I read this and some of your earlier comments on this topic; e.g.:

>> Here is the pocket version of my feelings toward the 12/17 Datatypes Draft
>> 
>> 1) "real" (a unlimited range and precision floating point) must come back.
-- Sat, 15 Jan 2000 11:32:21 -0600
http://lists.w3.org/Archives/Public/www-xml-schema-comments/2000JanMar/0055.html

I'm not sure what to make of that. The decimal type provides
unlimited range and precision, so I'm not sure why you
say it 'must come back'. It never went anywhere.

I've never heard the term 'floating point'
used to describe a datatype with unlimited range/precision, so
I don't know what you mean for those words to contribute.

As to 'real'... the real numbers don't have a convenient lexical
representation
(e.g. sqrt(2) and pi are infinitely long non-repeating numerals).
'real' was (unfortuntately!) popularized as a name for floating-point
types in FORTRAN, but those were always fixed range/precision. What
did you mean by 'real'?

In your message of Thu, 13 Jan 2000 12:55:53 -0700
http://lists.w3.org/Archives/Public/www-xml-schema-comments/2000JanMar/0050.html
you write:

>> In my perfect would "real" would be primitive, "decimal" would be derived
>> from real (simply excludes the E+nnn fragment) and "integer" would derive
>> from "decimal".

Well... integer does derive from decimal. We don't have an
arbitrary-precision
datatype with the E+nnn idiom in its lexical representation; is
that what you meant by "real"? If you can show, by way of use cases,
that it's important/essential to be able to use the E+nnn idiom when
writing decimals, I suppose we could consider it. But writing lots
of zeros doesn't seem to be a critical problem, as far as I can see.
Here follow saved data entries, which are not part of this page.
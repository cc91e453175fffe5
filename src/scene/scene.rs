//! Scene Arena
//!
//! [`Scene`] owns every node of one scene graph in a slotmap arena and
//! maintains the hierarchy invariants: parents own their children, a child
//! has exactly one parent, and cycles are rejected. Bounds are recomputed
//! on demand when dirty and cached per node until the next mutation.

use std::sync::Arc;

use glam::Mat4;
use slotmap::SlotMap;

use crate::errors::{ArborError, Result};
use crate::math::{BoundingBox, BoundingSphere};
use crate::resources::geometry::Geometry;
use crate::resources::sphere::SphereShape;
use crate::resources::state::State;
use crate::scene::node::{Node, NodeHandle, NodeKind};
use crate::scene::visitor::Visitor;

/// Arena container for one scene graph.
#[derive(Debug, Default)]
pub struct Scene {
    nodes: SlotMap<NodeHandle, Node>,
    /// Top-level nodes, traversed in insertion order.
    pub root_nodes: Vec<NodeHandle>,
}

impl Scene {
    #[must_use]
    pub fn new() -> Self {
        Self::default()
    }

    // ========================================================================
    // Creation & Removal
    // ========================================================================

    /// Inserts `node` as a root.
    pub fn add_node(&mut self, node: Node) -> NodeHandle {
        let handle = self.nodes.insert(node);
        self.root_nodes.push(handle);
        handle
    }

    /// Inserts `node` and attaches it under `parent`.
    pub fn add_child(&mut self, parent: NodeHandle, node: Node) -> Result<NodeHandle> {
        let handle = self.nodes.insert(node);
        self.attach(handle, parent)?;
        Ok(handle)
    }

    /// Destroys a node and, recursively, all of its descendants.
    pub fn remove_node(&mut self, handle: NodeHandle) {
        self.unlink(handle);
        self.root_nodes.retain(|h| *h != handle);
        self.destroy_subtree(handle);
    }

    /// Removes `child` from `parent` and destroys the child's subtree.
    /// No-op when `child` is not currently under `parent`.
    pub fn remove_child(&mut self, parent: NodeHandle, child: NodeHandle) {
        let Some(parent_node) = self.nodes.get(parent) else {
            return;
        };
        if !parent_node.children.contains(&child) {
            return;
        }
        self.mark_dirty(parent);
        if let Some(parent_node) = self.nodes.get_mut(parent) {
            parent_node.children.retain(|h| *h != child);
        }
        self.destroy_subtree(child);
    }

    fn destroy_subtree(&mut self, handle: NodeHandle) {
        let Some(node) = self.nodes.remove(handle) else {
            return;
        };
        for child in node.children {
            self.destroy_subtree(child);
        }
    }

    /// Detaches `handle` from its current parent or the root list.
    fn unlink(&mut self, handle: NodeHandle) {
        let Some(parent) = self.nodes.get(handle).and_then(Node::parent) else {
            return;
        };
        if let Some(parent_node) = self.nodes.get_mut(parent) {
            parent_node.children.retain(|h| *h != handle);
        }
        if let Some(node) = self.nodes.get_mut(handle) {
            node.parent = None;
        }
        self.mark_dirty(parent);
    }

    // ========================================================================
    // Hierarchy
    // ========================================================================

    /// Attaches `child` under `parent`, unlinking it from any previous
    /// parent. Fails when the attachment would create a cycle.
    pub fn attach(&mut self, child: NodeHandle, parent: NodeHandle) -> Result<()> {
        if !self.nodes.contains_key(child) || !self.nodes.contains_key(parent) {
            return Err(ArborError::InvalidInput(
                "attach: unknown node handle".to_string(),
            ));
        }
        if child == parent || self.is_ancestor(child, parent) {
            return Err(ArborError::InvalidInput(
                "attach: node is an ancestor of the prospective child".to_string(),
            ));
        }

        self.unlink(child);
        self.root_nodes.retain(|h| *h != child);

        if let Some(parent_node) = self.nodes.get_mut(parent) {
            parent_node.children.push(child);
        }
        if let Some(child_node) = self.nodes.get_mut(child) {
            child_node.parent = Some(parent);
        }
        self.mark_dirty(child);
        Ok(())
    }

    /// `true` when `ancestor` appears on the parent chain of `node`
    /// (inclusive of `node` itself).
    #[must_use]
    pub fn is_ancestor(&self, ancestor: NodeHandle, node: NodeHandle) -> bool {
        let mut current = Some(node);
        while let Some(handle) = current {
            if handle == ancestor {
                return true;
            }
            current = self.nodes.get(handle).and_then(Node::parent);
        }
        false
    }

    // ========================================================================
    // Access
    // ========================================================================

    #[must_use]
    pub fn get_node(&self, handle: NodeHandle) -> Option<&Node> {
        self.nodes.get(handle)
    }

    #[must_use]
    pub fn children(&self, handle: NodeHandle) -> &[NodeHandle] {
        self.nodes
            .get(handle)
            .map_or(&[], |node| node.children.as_slice())
    }

    pub fn for_each_child(&self, handle: NodeHandle, mut callback: impl FnMut(NodeHandle)) {
        for child in self.children(handle) {
            callback(*child);
        }
    }

    #[must_use]
    pub fn node_count(&self) -> usize {
        self.nodes.len()
    }

    /// First node carrying the given name, in arena order.
    #[must_use]
    pub fn find_named(&self, name: &str) -> Option<NodeHandle> {
        self.nodes
            .iter()
            .find(|(_, node)| node.name() == Some(name))
            .map(|(handle, _)| handle)
    }

    // ========================================================================
    // Mutation
    // ========================================================================

    /// Raises the dirty flag on `handle` and invalidates cached bounds up
    /// the ancestor chain.
    pub fn mark_dirty(&mut self, handle: NodeHandle) {
        if let Some(node) = self.nodes.get_mut(handle) {
            node.needs_update = true;
        }
        let mut current = Some(handle);
        while let Some(h) = current {
            let Some(node) = self.nodes.get(h) else { break };
            node.invalidate_bounds();
            current = node.parent();
        }
    }

    /// Replaces the render-state reference of a node.
    pub fn set_state(&mut self, handle: NodeHandle, state: Option<Arc<State>>) {
        if let Some(node) = self.nodes.get_mut(handle) {
            node.set_state_internal(state);
        }
        self.mark_dirty(handle);
    }

    /// Replaces the matrix of a transform or projection node.
    pub fn set_matrix(&mut self, handle: NodeHandle, matrix: Mat4) -> Result<()> {
        let Some(node) = self.nodes.get_mut(handle) else {
            return Err(ArborError::InvalidInput(
                "set_matrix: unknown node handle".to_string(),
            ));
        };
        match node.kind_mut() {
            NodeKind::Transform(m) | NodeKind::Projection(m) => *m = matrix,
            kind => {
                return Err(ArborError::InvalidState(format!(
                    "set_matrix: node of type '{}' carries no matrix",
                    kind.type_name()
                )));
            }
        }
        self.mark_dirty(handle);
        Ok(())
    }

    /// Mutable access to the sphere parameters of a sphere node; marks the
    /// node dirty.
    pub fn sphere_mut(&mut self, handle: NodeHandle) -> Option<&mut SphereShape> {
        self.mark_dirty(handle);
        match self.nodes.get_mut(handle)?.kind_mut() {
            NodeKind::Sphere(shape) => Some(shape),
            _ => None,
        }
    }

    /// Mutable access to the geometry of a geometry node; marks the node
    /// dirty.
    pub fn geometry_mut(&mut self, handle: NodeHandle) -> Option<&mut Geometry> {
        self.mark_dirty(handle);
        match self.nodes.get_mut(handle)?.kind_mut() {
            NodeKind::Geometry(geometry) => Some(geometry),
            _ => None,
        }
    }

    // ========================================================================
    // Update Pass
    // ========================================================================

    /// Regenerates dirty parametric shapes, depth-first from the roots.
    /// Clean nodes are left untouched.
    pub fn update(&mut self) -> Result<()> {
        let roots = self.root_nodes.clone();
        for root in roots {
            self.update_node(root)?;
        }
        Ok(())
    }

    fn update_node(&mut self, handle: NodeHandle) -> Result<()> {
        let children = match self.nodes.get_mut(handle) {
            Some(node) => {
                if node.needs_update {
                    if let NodeKind::Sphere(shape) = node.kind_mut() {
                        shape.update()?;
                    }
                    node.needs_update = false;
                }
                node.children.clone()
            }
            None => return Ok(()),
        };
        for child in children {
            self.update_node(child)?;
        }
        Ok(())
    }

    // ========================================================================
    // Bounds
    // ========================================================================

    /// Bounding box of the subtree, recomputed when dirty and cached.
    /// Transform nodes report their children's bounds through their matrix;
    /// sphere shapes report analytic bounds.
    #[must_use]
    pub fn bounding_box(&self, handle: NodeHandle) -> BoundingBox {
        let Some(node) = self.nodes.get(handle) else {
            return BoundingBox::invalid();
        };
        if let Some(cached) = *node.bounding_box.read() {
            return cached;
        }

        let bbox = match node.kind() {
            NodeKind::Geometry(geometry) => geometry.compute_bounding_box(),
            NodeKind::Sphere(shape) => shape.bounding_box(),
            NodeKind::Group | NodeKind::Projection(_) => self.children_bounds(node),
            NodeKind::Transform(matrix) => self.children_bounds(node).transform(matrix),
        };

        *node.bounding_box.write() = Some(bbox);
        bbox
    }

    /// Bounding sphere of the subtree; exact for sphere shapes, derived
    /// from the box otherwise.
    #[must_use]
    pub fn bounding_sphere(&self, handle: NodeHandle) -> BoundingSphere {
        let Some(node) = self.nodes.get(handle) else {
            return BoundingSphere::invalid();
        };
        if let Some(cached) = *node.bounding_sphere.read() {
            return cached;
        }

        let sphere = match node.kind() {
            NodeKind::Sphere(shape) => BoundingSphere::new(shape.center(), shape.radius()),
            _ => BoundingSphere::from_box(&self.bounding_box(handle)),
        };

        *node.bounding_sphere.write() = Some(sphere);
        sphere
    }

    fn children_bounds(&self, node: &Node) -> BoundingBox {
        let mut bbox = BoundingBox::invalid();
        for child in &node.children {
            bbox.grow_box(&self.bounding_box(*child));
        }
        bbox
    }

    // ========================================================================
    // Traversal
    // ========================================================================

    /// Dispatches the visitor method matching the node's kind.
    pub fn accept<V: Visitor>(&self, handle: NodeHandle, visitor: &mut V) {
        let Some(node) = self.nodes.get(handle) else {
            return;
        };
        match node.kind() {
            NodeKind::Group => visitor.visit_group(self, handle),
            NodeKind::Transform(_) => visitor.visit_transform(self, handle),
            NodeKind::Projection(_) => visitor.visit_projection(self, handle),
            NodeKind::Geometry(_) | NodeKind::Sphere(_) => visitor.visit_geometry(self, handle),
        }
    }

    /// Walks the children of `handle` in insertion order.
    pub fn traverse_children<V: Visitor>(&self, handle: NodeHandle, visitor: &mut V) {
        for child in self.children(handle) {
            self.accept(*child, visitor);
        }
    }

    /// Accepts the visitor on every root, in insertion order.
    pub fn accept_roots<V: Visitor>(&self, visitor: &mut V) {
        for root in &self.root_nodes {
            self.accept(*root, visitor);
        }
    }
}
Your message goes on to say...

>> If you really wanted to conform to the behavior of a specific floating point
>> system (which I would discourage),

it was considered essential by the WG. c.f. scenarios
"3.Supervisory control and data acquisition. "
and
"6.Open and uniform transfer of data between applications, including
databases "
in our requirements document
http://www.w3.org/TR/1999/NOTE-xml-schema-req-19990215


>>  you can do that with existing facets

no, you cannot specify IEEE float/double semantics in terms of
arbitrary precision decimals (or rationals in any radix).
Floating point comparison (and other operations) are just
not the same as rational comparisons. I'll try to dig up details on
this...

> The elimination of real and the introduction of float and double types in the last draft do several very negative things:
> 
> 1) they make it very, very difficult to write applications that generate valid XML on platforms whose native floating points are not IEEE when there are minExclusive or maxExclusive constraints.
> Basically, you have to try to mimic the rounding characteristics of IEEE to make sure that a value that is less than or greater than the bound on your platform is still less than or greater than
after
> rounding on IEEE.

We considered more generalized designs, including the HTTP-NG floating
point design:

======
excerpt from
http://www.w3.org/TR/1998/WD-HTTP-NG-architecture-19980710/

3.5.2. Floating-point Types 

Floating-point types are specified with eight parameters: 

     the size in bits of the significand, 
     the base of the exponent, 
     the maximum exponent value, 
     the minimum exponent value, 
     whether they support a distinguished value for `Not-A-Number', 
     whether they support a distinguished value for `Infinity', 
     whether denormalized values are allowed, and 
     whether the zero value is signed (whether they can have both +0 and
-0). 
======

but we decided that the burden on implementors outweighed the benefits.

We decided the cost of implementing the IEEE semantics on platforms
where you can't count on the infrastructure to provide IEEE semantics
was acceptable. We expect it's more cost-effective for everybody
to converge on one floating point platform than to proliferate
a variety of them.

> 
> 2) it makes it very difficult to write validating parsers in languages that do not impose IEEE numerics (i.e. C++) than will validate consistently on different platforms.  Basically, it means that
you
> have to write your own atof() and floating point comparision routines (on top of long or quadword types) since you cannot depend on the native float and double to behave consistently with IEEE.
> 
> 3) it requires conversion from text to a float/double type for validation.  With the abstract real type type, you could do constraint checking lexically which should be substantially faster than
> conversion to a floating point and then comparision.

What do you mean by an 'abstract real type'? The way it was specified
in earlier drafts didn't make sense to the WG, upon examination.

>  Numeric conversion can very easily dwarf both parsing and DOM creation in time.  I've been meaning to develop and publish some benchmarks for
> this.

If you don't expect the receiver to convert to an IEEE floating point
representation, I suggest you use the decimal type (or some type
derived from it) rather than float/double.


> 4) It doesn't support more precise numeric representations.
> 
> There have been several threads on floating point issues on the schema comments list, the last significant thread was http://lists.w3.org/Archives/Public/www-xml-schema-comments/2000JanMar/0043.html
> 
> The following messages consider the deleted minAbsoluteValue facet which was a the first move toward binding real to a specific implementation.
> 
> http://lists.w3.org/Archives/Public/www-xml-schema-comments/1999OctDec/0024.html
> http://lists.w3.org/Archives/Public/www-xml-schema-comments/1999JulSep/0052.html


-- 
Dan Connolly, W3C
http://www.w3.org/People/Connolly/
Received on Monday, 14 February 2000 14:02:55 UTC